Why does $ \operatorname{Var}(X) = E[X^2] - (E[X])^2 $

$ \operatorname{Var}(X) = E[X^2] - (E[X])^2 $

I have seen and understand (mathematically) the proof for this. What I want to understand is: intuitively, why is this true? What does this formula tell us? From the formula, we see that if we subtract the square of expected value of x from the expected value of $ x^2 $, we get a measure of dispersion in the data (or in the case of standard deviation, the root of this value gets us a measure of dispersion in the data).

So it seems that there is some linkage between the expected value of $ x^2 $ and $ x $. How do I make sense of this formula? For example, the formula

$$ \sigma^2 = \frac 1n \sum_{i = 1}^n (x_i - \bar{x})^2 $$

makes perfect intuitive sense. It simply gives us the average of squares of deviations from the mean. What does the other formula tell us?


Solution 1:

Some times ago, a professor showed me this right triangle:

enter image description here

The formula you reported can be seen as the application of the Phytagora's theorem:

$$P = \mathbb{E}[X^2] = \text{Var}[X] + \mathbb{E}^2[X].$$

Here, $P = \mathbb{E}^2[X]$ (which is the second uncentered moment of $X$) is read as the "average power" of $X$. Indeed, there is a physical explanation.

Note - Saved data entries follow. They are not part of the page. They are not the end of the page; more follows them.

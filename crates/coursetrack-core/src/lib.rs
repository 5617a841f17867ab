//! coursetrack-core — Course catalog, progress tracking and certificates.
//!
//! This crate defines the course data model, the persisted progress record,
//! and the derived views (metrics, eligibility) that gate certificate issuance.

pub mod certificate;
pub mod config;
pub mod eligibility;
pub mod error;
pub mod metrics;
pub mod model;
pub mod parser;
pub mod progress;
pub mod quiz;
pub mod session;
pub mod store;
//! The `coursetrack details` and `coursetrack certificate` commands.

use std::path::PathBuf;

use anyhow::Result;

use super::open_session;

pub fn save_details(
    config_path: Option<PathBuf>,
    name: String,
    company: Option<String>,
) -> Result<()> {
    let mut session = open_session(config_path)?;
    let record = session.save_holder_details(&name, company.as_deref());

    let name = record.holder_name.unwrap_or_default();
    match record.holder_company {
        Some(company) if !company.is_empty() => println!("Saved details: {name} ({company})"),
        _ => println!("Saved details: {name}"),
    }
    Ok(())
}

pub fn issue(
    config_path: Option<PathBuf>,
    name: Option<String>,
    company: Option<String>,
    format: String,
) -> Result<()> {
    if !matches!(format.as_str(), "text" | "markdown" | "json") {
        anyhow::bail!("unknown format: {format} (expected text, markdown or json)");
    }

    let mut session = open_session(config_path)?;
    let name = name
        .or_else(|| session.record().holder_name.clone())
        .unwrap_or_default();
    // Without --company the saved company is used
    let payload = session.issue_certificate(&name, company.as_deref())?;

    match format.as_str() {
        "json" => println!("{}", serde_json::to_string_pretty(&payload)?),
        "markdown" => print!("{}", payload.to_markdown()),
        _ => print!("{}", payload.to_text()),
    }
    Ok(())
}
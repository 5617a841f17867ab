//! The `coursetrack init` command.

use std::path::Path;

use anyhow::Result;

pub fn execute() -> Result<()> {
    if Path::new("coursetrack.toml").exists() {
        println!("coursetrack.toml already exists, skipping.");
    } else {
        std::fs::write("coursetrack.toml", SAMPLE_CONFIG)?;
        println!("Created coursetrack.toml");
    }

    std::fs::create_dir_all("courses")?;
    let course_path = Path::new("courses/installer.toml");
    if course_path.exists() {
        println!("courses/installer.toml already exists, skipping.");
    } else {
        std::fs::write(course_path, SAMPLE_COURSE)?;
        println!("Created courses/installer.toml");
    }

    println!("\nNext steps:");
    println!("  1. Run: coursetrack validate");
    println!("  2. Run: coursetrack lessons");
    println!("  3. Run: coursetrack status");

    Ok(())
}

const SAMPLE_CONFIG: &str = r#"# coursetrack configuration

catalog = "courses/installer.toml"
data_dir = ".coursetrack"

# Append a JSON line here whenever a certificate is issued
# completion_log = "completions.jsonl"
"#;

const SAMPLE_COURSE: &str = include_str!("../../../../courses/installer.toml");
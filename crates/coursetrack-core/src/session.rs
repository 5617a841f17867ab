//! Course session: the single owner of a learner's progress.
//!
//! A session ties one catalog to one progress store for the lifetime of a
//! front end. All learner actions go through it; derived views (metrics,
//! eligibility) are computed from the current record on request.

use chrono::{DateTime, Utc};
use serde::{Deserialize, Serialize};

use crate::certificate::{self, CertificatePayload};
use crate::eligibility::{self, Outstanding};
use crate::error::CourseError;
use crate::metrics::{self, Metrics, ModuleStatus};
use crate::model::Catalog;
use crate::progress::{ProgressPatch, ProgressRecord, QuizScore};
use crate::quiz;
use crate::store::ProgressStore;

/// Sent to the completion hook after each successful issuance.
#[derive(Debug, Clone, PartialEq, Eq, Serialize, Deserialize)]
pub struct CompletionEvent {
    pub holder_name: String,
    pub holder_company: Option<String>,
    pub issued_at: DateTime<Utc>,
    pub course_version: String,
    /// The record as persisted right after issuance.
    pub progress: ProgressRecord,
}

/// Receiver for completion events, e.g. an external training record system.
///
/// Called synchronously, once per issuance. The session neither waits on the
/// outcome nor retries.
pub trait CompletionHook {
    fn on_complete(&self, event: &CompletionEvent);
}

/// Completion hook that does nothing.
pub struct NoopHook;

impl CompletionHook for NoopHook {
    fn on_complete(&self, _: &CompletionEvent) {}
}

impl<F> CompletionHook for F
where
    F: Fn(&CompletionEvent),
{
    fn on_complete(&self, event: &CompletionEvent) {
        self(event)
    }
}

/// A learner's session over one course.
pub struct CourseSession {
    catalog: Catalog,
    store: ProgressStore,
    hook: Box<dyn CompletionHook>,
}

impl CourseSession {
    /// Start a session from whatever the store holds.
    ///
    /// A record marked as issued but without an issue date gets today's date.
    pub fn open(catalog: Catalog, store: ProgressStore) -> Self {
        let mut session = Self {
            catalog,
            store,
            hook: Box::new(NoopHook),
        };

        let record = session.store.record();
        if record.certificate_issued && record.date_issued.is_none() {
            tracing::info!("backfilling missing certificate issue date");
            session
                .store
                .update(ProgressPatch::default().date_issued(Utc::now().date_naive()));
        }

        session
    }

    /// Replace the completion hook.
    pub fn with_hook(mut self, hook: impl CompletionHook + 'static) -> Self {
        self.hook = Box::new(hook);
        self
    }

    pub fn catalog(&self) -> &Catalog {
        &self.catalog
    }

    pub fn record(&self) -> &ProgressRecord {
        self.store.record()
    }

    /// Whether progress is currently reaching durable storage.
    pub fn is_persistent(&self) -> bool {
        self.store.is_persistent()
    }

    pub fn metrics(&self) -> Metrics {
        metrics::compute_metrics(&self.catalog, self.store.record())
    }

    pub fn module_statuses(&self) -> Vec<ModuleStatus> {
        metrics::module_statuses(&self.catalog, self.store.record())
    }

    pub fn can_issue_certificate(&self) -> bool {
        eligibility::can_issue_certificate(&self.catalog, self.store.record())
    }

    pub fn outstanding(&self) -> Outstanding {
        eligibility::outstanding(&self.catalog, self.store.record())
    }

    /// Mark a lesson as done.
    pub fn complete_lesson(&mut self, lesson_id: &str) -> Result<ProgressRecord, CourseError> {
        if self.catalog.lesson(lesson_id).is_none() {
            return Err(CourseError::UnknownLesson(lesson_id.to_string()));
        }
        if self.store.record().is_lesson_completed(lesson_id) {
            tracing::debug!(lesson_id, "lesson already completed");
            return Ok(self.store.record().clone());
        }

        let mut lessons = self.store.record().completed_lessons.clone();
        lessons.insert(lesson_id.to_string());
        tracing::info!(lesson_id, "lesson completed");
        Ok(self
            .store
            .update(ProgressPatch::default().completed_lessons(lessons)))
    }

    /// Score a quiz submission and record it, replacing any earlier score.
    pub fn submit_quiz(
        &mut self,
        module_id: &str,
        selections: &[Option<usize>],
    ) -> Result<QuizScore, CourseError> {
        let module = self
            .catalog
            .module(module_id)
            .ok_or_else(|| CourseError::UnknownModule(module_id.to_string()))?;
        let score = quiz::evaluate(&module.quiz, selections);

        let mut scores = self.store.record().quiz_scores.clone();
        scores.insert(module_id.to_string(), score);
        self.store
            .update(ProgressPatch::default().quiz_scores(scores));

        tracing::info!(
            module_id,
            correct = score.correct,
            total = score.total,
            passed = score.is_passing(),
            "quiz submitted"
        );
        Ok(score)
    }

    /// Save holder details ahead of issuance.
    pub fn save_holder_details(&mut self, name: &str, company: Option<&str>) -> ProgressRecord {
        let mut patch = ProgressPatch::default().holder_name(name.trim());
        if let Some(company) = company.map(str::trim).filter(|c| !c.is_empty()) {
            patch = patch.holder_company(company);
        }
        self.store.update(patch)
    }

    /// Issue a certificate now. See [`issue_certificate_at`](Self::issue_certificate_at).
    pub fn issue_certificate(
        &mut self,
        holder_name: &str,
        holder_company: Option<&str>,
    ) -> Result<CertificatePayload, CourseError> {
        self.issue_certificate_at(holder_name, holder_company, Utc::now())
    }

    /// Check the gate and the holder name, issue, persist and notify the hook.
    pub fn issue_certificate_at(
        &mut self,
        holder_name: &str,
        holder_company: Option<&str>,
        now: DateTime<Utc>,
    ) -> Result<CertificatePayload, CourseError> {
        let left = self.outstanding();
        if !left.is_empty() {
            return Err(CourseError::NotEligible {
                lessons: left.lessons.len(),
                quizzes: left.quizzes.len(),
            });
        }
        if !eligibility::has_holder_name(holder_name) {
            return Err(CourseError::MissingHolderName);
        }

        let (record, payload) = certificate::issue(
            &self.catalog,
            self.store.record(),
            holder_name,
            holder_company,
            now,
        );
        let progress = self.store.update(record.into());

        tracing::info!(reference = %payload.reference, "certificate issued");
        self.hook.on_complete(&CompletionEvent {
            holder_name: payload.holder_name.clone(),
            holder_company: payload.holder_company.clone(),
            issued_at: payload.issued_at,
            course_version: payload.course_version.clone(),
            progress,
        });

        Ok(payload)
    }

    /// Clear all progress. Irreversible; confirming with the learner is up to the caller.
    pub fn reset(&mut self) -> ProgressRecord {
        self.store.reset()
    }
}
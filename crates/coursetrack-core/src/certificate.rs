//! Certificate issuance.
//!
//! [`issue`] trusts its caller: it must only be called once
//! [`can_issue_certificate`](crate::eligibility::can_issue_certificate) holds and
//! the holder name passed [`has_holder_name`](crate::eligibility::has_holder_name).
//! [`CourseSession::issue_certificate`](crate::session::CourseSession::issue_certificate)
//! performs both checks before getting here.

use chrono::{DateTime, NaiveDate, Utc};
use serde::{Deserialize, Serialize};
use uuid::Uuid;

use crate::model::Catalog;
use crate::progress::{ProgressPatch, ProgressRecord};

/// Everything needed to render a certificate.
#[derive(Debug, Clone, PartialEq, Eq, Serialize, Deserialize)]
pub struct CertificatePayload {
    /// Unique per issuance, e.g. `BAI-3F9A0C12D4E7`.
    pub reference: String,
    pub holder_name: String,
    #[serde(default)]
    pub holder_company: Option<String>,
    /// Moment of this issuance.
    pub issued_at: DateTime<Utc>,
    /// Date of the first issuance, as stored in the progress record.
    pub date_issued: NaiveDate,
    pub course_title: String,
    pub course_version: String,
}

/// Stamp `progress` with issuance metadata and build the certificate payload.
///
/// `date_issued` is only set when the record has none yet, so re-issuing
/// (for example under a corrected name) keeps the original date. Without a
/// company argument the one already on the record is printed.
pub fn issue(
    catalog: &Catalog,
    progress: &ProgressRecord,
    holder_name: &str,
    holder_company: Option<&str>,
    now: DateTime<Utc>,
) -> (ProgressRecord, CertificatePayload) {
    let holder_name = holder_name.trim().to_string();
    let holder_company = holder_company
        .map(str::trim)
        .filter(|c| !c.is_empty())
        .map(str::to_string)
        .or_else(|| progress.holder_company.clone());
    let date_issued = progress.date_issued.unwrap_or_else(|| now.date_naive());

    let mut patch = ProgressPatch::default()
        .certificate_issued(true)
        .holder_name(holder_name.clone())
        .date_issued(date_issued);
    if let Some(company) = &holder_company {
        patch = patch.holder_company(company.clone());
    }
    let record = progress.clone().merged(patch);

    let payload = CertificatePayload {
        reference: reference_code(&catalog.reference_prefix),
        holder_name,
        holder_company,
        issued_at: now,
        date_issued,
        course_title: catalog.title.clone(),
        course_version: catalog.version.clone(),
    };

    (record, payload)
}

/// `<prefix>-<12 hex digits>` drawn from a random UUID.
pub fn reference_code(prefix: &str) -> String {
    let id = Uuid::new_v4().simple().to_string().to_uppercase();
    format!("{prefix}-{}", &id[..12])
}

impl CertificatePayload {
    /// Plain-text rendering for terminals.
    pub fn to_text(&self) -> String {
        let mut out = String::new();
        out.push_str("CERTIFICATE OF COMPLETION\n\n");
        out.push_str(&format!("  {}\n", self.holder_name));
        if let Some(company) = &self.holder_company {
            out.push_str(&format!("  {company}\n"));
        }
        out.push_str(&format!(
            "\nhas successfully completed {} (v{})\n",
            self.course_title, self.course_version
        ));
        out.push_str(&format!("\nIssued on {}\n", self.date_issued));
        out.push_str(&format!("Reference: {}\n", self.reference));
        out
    }

    /// Markdown rendering, suitable for pasting into documents.
    pub fn to_markdown(&self) -> String {
        let mut md = String::new();
        md.push_str("## Certificate of Completion\n\n");
        md.push_str(&format!("**{}**", self.holder_name));
        if let Some(company) = &self.holder_company {
            md.push_str(&format!(" ({company})"));
        }
        md.push_str(&format!(
            "\n\nhas successfully completed *{}*.\n\n",
            self.course_title
        ));
        md.push_str("| Field | Value |\n");
        md.push_str("|-------|-------|\n");
        md.push_str(&format!("| Issued on | {} |\n", self.date_issued));
        md.push_str(&format!("| Course version | {} |\n", self.course_version));
        md.push_str(&format!("| Reference | {} |\n", self.reference));
        md
    }
}

#[cfg(test)]
mod tests {
    use chrono::TimeZone;

    use super::*;
    use crate::model::fixtures::catalog;

    fn at(y: i32, m: u32, d: u32) -> DateTime<Utc> {
        Utc.with_ymd_and_hms(y, m, d, 9, 30, 0).unwrap()
    }

    #[test]
    fn first_issuance_stamps_record() {
        let cat = catalog(&[1]);
        let (record, payload) = issue(
            &cat,
            &ProgressRecord::default(),
            "  Ada Lovelace ",
            Some("Analytical Engines Ltd"),
            at(2025, 3, 14),
        );

        assert!(record.certificate_issued);
        assert_eq!(record.holder_name.as_deref(), Some("Ada Lovelace"));
        assert_eq!(record.holder_company.as_deref(), Some("Analytical Engines Ltd"));
        assert_eq!(record.date_issued, NaiveDate::from_ymd_opt(2025, 3, 14));

        assert_eq!(payload.holder_name, "Ada Lovelace");
        assert_eq!(payload.course_version, "1.0.0");
        assert_eq!(payload.course_title, "Test Course");
        assert_eq!(payload.issued_at, at(2025, 3, 14));
        assert!(payload.reference.starts_with("TST-"));
    }

    #[test]
    fn reissue_keeps_original_date() {
        let cat = catalog(&[1]);
        let (first, _) = issue(&cat, &ProgressRecord::default(), "Ada", None, at(2025, 3, 14));
        let (second, payload) = issue(&cat, &first, "Ada King", None, at(2025, 6, 1));

        assert_eq!(second.date_issued, NaiveDate::from_ymd_opt(2025, 3, 14));
        assert_eq!(second.holder_name.as_deref(), Some("Ada King"));
        assert_eq!(payload.date_issued, NaiveDate::from_ymd_opt(2025, 3, 14).unwrap());
        assert_eq!(payload.issued_at, at(2025, 6, 1));
    }

    #[test]
    fn blank_company_is_dropped() {
        let cat = catalog(&[1]);
        let (record, payload) =
            issue(&cat, &ProgressRecord::default(), "Ada", Some("  "), at(2025, 1, 1));
        assert!(record.holder_company.is_none());
        assert!(payload.holder_company.is_none());
    }

    #[test]
    fn stored_company_is_printed_when_none_given() {
        let cat = catalog(&[1]);
        let draft = ProgressRecord::default()
            .merged(ProgressPatch::default().holder_company("Acme".to_string()));

        let (record, payload) = issue(&cat, &draft, "Ada", None, at(2025, 1, 1));
        assert_eq!(payload.holder_company.as_deref(), Some("Acme"));
        assert_eq!(record.holder_company, payload.holder_company);
    }

    #[test]
    fn references_are_unique() {
        let a = reference_code("BAI");
        let b = reference_code("BAI");
        assert_ne!(a, b);
        assert_eq!(a.len(), "BAI-".len() + 12);
        assert!(a[4..].chars().all(|c| c.is_ascii_hexdigit() && !c.is_ascii_lowercase()));
    }

    #[test]
    fn renderings_include_holder_and_reference() {
        let cat = catalog(&[1]);
        let (_, payload) = issue(
            &cat,
            &ProgressRecord::default(),
            "Ada",
            Some("Acme"),
            at(2025, 3, 14),
        );

        let text = payload.to_text();
        assert!(text.contains("Ada"));
        assert!(text.contains("Acme"));
        assert!(text.contains("Issued on 2025-03-14"));
        assert!(text.contains(&payload.reference));

        let md = payload.to_markdown();
        assert!(md.contains("**Ada** (Acme)"));
        assert!(md.contains("| Course version | 1.0.0 |"));
    }
}
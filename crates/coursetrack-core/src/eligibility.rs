//! Certificate eligibility.
//!
//! Course completion and the holder-name requirement are separate checks:
//! the first is about the learner's progress, the second about what the
//! front end has collected.

use serde::Serialize;

use crate::model::Catalog;
use crate::progress::ProgressRecord;

/// True iff every catalog lesson is completed and every module quiz is passed.
pub fn can_issue_certificate(catalog: &Catalog, progress: &ProgressRecord) -> bool {
    catalog
        .lessons()
        .all(|l| progress.is_lesson_completed(&l.id))
        && catalog.modules.iter().all(|m| progress.is_quiz_passed(&m.id))
}

/// A holder name must contain something other than whitespace.
pub fn has_holder_name(name: &str) -> bool {
    !name.trim().is_empty()
}

/// What still stands between the learner and a certificate.
#[derive(Debug, Clone, Default, PartialEq, Eq, Serialize)]
pub struct Outstanding {
    /// Lesson ids not yet completed, in course order.
    pub lessons: Vec<String>,
    /// Module ids whose quiz is missing or below the pass mark.
    pub quizzes: Vec<String>,
}

impl Outstanding {
    pub fn is_empty(&self) -> bool {
        self.lessons.is_empty() && self.quizzes.is_empty()
    }
}

pub fn outstanding(catalog: &Catalog, progress: &ProgressRecord) -> Outstanding {
    Outstanding {
        lessons: catalog
            .lessons()
            .filter(|l| !progress.is_lesson_completed(&l.id))
            .map(|l| l.id.clone())
            .collect(),
        quizzes: catalog
            .modules
            .iter()
            .filter(|m| !progress.is_quiz_passed(&m.id))
            .map(|m| m.id.clone())
            .collect(),
    }
}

In physics, energy and power are related to the "square" of some quantity (i.e. $X$ can be velocity for kinetic energy, current for Joule law, etc.).

Suppose that these quantities are random (indeed, $X$ is a random variable). Then, the average power $P$ is the sum of two contribution:

  1. The square of the expected value of $X$;
  2. Its variance (i.e. how much it varies from the expected value).

It is clear that, if $X$ is not random, then $\text{Var}[X] = 0$ and $\mathbb{E}^2[X] = X^2$, so that:

$$P = X^2,$$

which is a typical physical definition of energy/power (in this case it is exact, it is not an average). When randomness is present, the we must use the whole formula

$$P = \mathbb{E}[X^2] = \text{Var}[X] + \mathbb{E}^2[X]$$

to evaluate the average power of the signal.

As a final remark, the average power of $X$ can be seen as the length of the vector which components corresponds to the square of its expected value plus its variability.


P.S. A further clarification... the values $P$, $\text{Var}[X]$ and $\mathbb{E}^2[X]$ represent the squares of the sides of the triangle, not their length...

Solution 2:

Easy! Expand by the definition. Variance is the mean squared deviation, i.e., $V(X) = E((X-\mu)^2).$ Now:

$$ (X-\mu)^2 = X^2 - 2X \mu + \mu^2$$

and use the fact that $E(\cdot)$ is a linear function and that $\mu$ (the mean) is a constant.

The shortcut computes the same thing, but counts the difference in the mean of squares and the square of the mean.

Solution 3:

The other formula tells you exactly the same thing as the one that you have given with $x,x^2$ $\&$ $n$. You say you understand this formula so I assume that you also get that variance is just the average of all the deviations squared.

Now, $\mathbb{E}(X)$ is just the average of of all $x’_is$, which is to say that it is the mean of all $x’_is$.

Let us now define a deviation using the expectation operator. $$Deviation = D = (X-\mathbb{E}(X))$$ And Deviation squared is, $$D^2 = (X-\mathbb{E}(X))^2$$

Now that we have deviation let’s find the variance. Using the above mentioned definition of variance, you should be able to see that

$$Variance = \mathbb{E}(D^2)$$ Since $\mathbb{E}(X)$ is the average value of $X$,The above equation is just the average of deviations squared.

Putting the value of $D^2$, we get, $$Var(X) = \mathbb{E}(X-\mathbb{E}(X))^2 = \mathbb{E}(X^2+\mathbb{E}(X)^2-2X*\mathbb{E}(X)) = \mathbb{E}(X^2)+\mathbb{E}(X)^2-2\mathbb{E}(X)^2 = \mathbb{E}(X^2)-\mathbb{E}(X)^2$$ Hope this helps.